Netherlands-based Wolters Kluwer is a provider of professional information, software, and services for the healthcare, legal, financial and regulatory sectors. The company has customers in nearly every country around the world and last year it reported annual revenues of $4.8 billion.
The company started seeing what it described as “technical anomalies” on May 6. This triggered an investigation that led to the discovery of malware. One of the most impacted units of Wolters Kluwer appears to be CCH, which provides software and information services for accounting, tax, and audit workers. Many users have complained on social media about not being able to access CCH websites and cloud-stored tax data.
Wolters Kluwer released a public statement saying that, “On Monday, May 6, we started seeing technical anomalies in a number of our platforms and applications. We immediately started investigating and discovered the installation of malware. As a precaution, in parallel, we decided to take a broader range of platforms and applications offline. With this action, we aimed to quickly limit the impact this malware could have had, giving us the opportunity to investigate the issue with assistance from third-party forensics consultants and work on a solution. Unfortunately, this impacted our communication channels and limited our ability to share updates.”

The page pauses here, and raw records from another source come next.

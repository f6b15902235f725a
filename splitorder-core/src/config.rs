//! Hash map tunables.

use crate::error::ConfigError;

/// Default fraction of the bucket count at which the table grows.
pub const DEFAULT_LOAD_FACTOR: f64 = 0.5;

/// Largest supported directory exponent.
///
/// Bit 0 of an ordering key distinguishes real entries from sentinels, which
/// leaves 31 hash bits to address buckets with.
pub const MAX_EXPONENT: u32 = 31;

/// Configuration for a `SplitOrderedHashMap`.
///
/// ```rust
/// use splitorder_core::SplitOrderedConfig;
///
/// let config = SplitOrderedConfig::default()
///     .with_load_factor(2.0)
///     .with_initial_exponent(4);
/// assert!(config.validate().is_ok());
/// ```
#[derive(Debug, Clone, Copy, PartialEq)]
pub struct SplitOrderedConfig {
    /// Growth triggers once `len > load_factor * 2^exponent`.
    pub load_factor: f64,
    /// Exponent the table starts with (`2^initial_exponent` buckets).
    pub initial_exponent: u32,
}

impl Default for SplitOrderedConfig {
    fn default() -> Self {
        Self {
            load_factor: DEFAULT_LOAD_FACTOR,
            initial_exponent: 0,
        }
    }
}

impl SplitOrderedConfig {
    pub fn with_load_factor(mut self, load_factor: f64) -> Self {
        self.load_factor = load_factor;
        self
    }

    pub fn with_initial_exponent(mut self, initial_exponent: u32) -> Self {
        self.initial_exponent = initial_exponent;
        self
    }

    /// Check the values before a map is built from them.
    pub fn validate(&self) -> Result<(), ConfigError> {
        if !self.load_factor.is_finite() || self.load_factor <= 0.0 {
            return Err(ConfigError::InvalidLoadFactor(self.load_factor));
        }
        if self.initial_exponent > MAX_EXPONENT {
            return Err(ConfigError::ExponentTooLarge {
                requested: self.initial_exponent,
                max: MAX_EXPONENT,
            });
        }
        Ok(())
    }
}
#[doc = r#"Lock-free Split-Ordered HashMap using SortedList

Based on Shalev and Shavit's "Split-Ordered Lists: Lock-Free Extensible Hash Tables" (2006).
The key insight is that items are ordered by reverse-bit hash, allowing bucket splits
without moving items in the list.

# Bucket Architecture in Split-Ordered Hash Table

## Overview
Buckets are logical divisions of a single sorted linked list. Each bucket is marked
by a "sentinel" node that acts as a starting point for operations on that bucket.

## Key Concepts

### 1. Reverse-Bit Ordering
Items are ordered by the reverse of their 32-bit hash, not by hash value:
- Hash: 0b0101 → Reverse: 0b1010 << 28
- This ensures items destined for future buckets are already in position

### 2. Bucket Sentinels
Each bucket has a sentinel node with:
- split_key = reverse_bits(bucket_index) with LSB cleared
- Regular entries have LSB set to 1, sentinels have LSB = 0
- This ensures sentinels always come before their bucket's items

### 3. Parent-Child Hierarchy
Buckets form a binary tree where parent(b) = b with highest bit cleared:

Bucket 0: '0000' -> parent: 0 (root)
Bucket 1: '0001' -> parent: 0 (clear bit 0)
Bucket 2: '0010' -> parent: 0 (clear bit 1)
Bucket 3: '0011' -> parent: 1 (clear bit 1, keeping bit 0)
Bucket 5: '0101' -> parent: 1 (clear bit 2, keeping bit 0)
Bucket 6: '0110' -> parent: 2 (clear bit 2, keeping bit 1)
Bucket 7: '0111' -> parent: 3 (clear bit 2, keeping bits 0&1)

A parent's sentinel always sorts before its children's, so a child sentinel
is found or inserted by searching forward from the parent.

### 4. Bucket Splitting During Growth
When table doubles from N to 2N buckets:
- Bucket i splits into buckets i and i+N
- Items don't move in the list!
- Example: When growing from 4 to 8 buckets:
  - Bucket 0 splits into 0 and 4
  - Bucket 1 splits into 1 and 5
  - Items with (hash % 8)=4 were already positioned after items with (hash % 8=0) due to reverse-bit ordering

### 5. Lazy Sentinel Initialization
Sentinels are inserted only when first accessed, by readers and writers alike:
1. Thread needs bucket 7
2. Walks up the parent chain (3, then 1) to the nearest published bucket
3. Materializes the missing ancestors top-down, each from its parent sentinel
4. Inserts sentinel 7 after sentinel 3 and publishes it in the directory

If another thread already inserted the sentinel, it is found and published instead.
Only one sentinel per bucket ever exists in the list.

## Memory Layout Example

List structure with 8 buckets (after growing from 4):

HEAD -> S0 -> K(h=8) -> K(h=16) -> S4 -> K(h=4) -> S2 → K(h=2) -> S6 -> K(h=6) →
        S1 -> K(h=1) -> K(h=9)  -> S5 -> K(h=5) -> S3 → K(h=3) -> S7 -> K(h=7) → NULL

Where:
- Sn = Sentinel for bucket n
- K(h=x) = Key with hash value x
- Order is by reverse-bit value, not hash value

## Bucket Directory

Two-level jagged array, one level per exponent:

level 0:  [S0]
level 1:  [S1]
level 2:  [S2, S3]
level 3:  [S4, S5, S6, S7]
...
level i:  2^(i-1) slots for buckets 2^(i-1)..2^i

Growth from exponent e publishes level e+1 with a CAS, then CASes the
exponent forward. A thread that finds the level already published helps
with the exponent. Levels are never replaced, so a published sentinel
address stays valid for the lifetime of the map."#]
pub struct SplitOrderedHashMap<K, V, G: Guard, S = RandomState> {
    list: SortedList<SplitOrderedEntry<K, V>, G>,
    size: AtomicIsize,
    exponent: AtomicU32,
    directory: [AtomicPtr<BucketLevel<K, V>>; DIRECTORY_LEVELS],
    load_factor: f64,
    hasher: S,
}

On May 7, we were able to restore service to a number of applications and platforms.
We have seen no evidence that customer data was taken or that there was a breach of confidentiality of that data. Also, there is no reason to believe that our customers have been infected through our platforms and applications. Our investigation is ongoing. We want to apologize for any inconvenience this may have caused.”
Wolters Kluwer has not shared any information about the malware it detected on its systems. However, according to some reports, the incident involved MegaCortex, a piece of ransomware that has been increasingly used to target enterprises.
Wolters Kluwer says that it is working around the clock to restore services.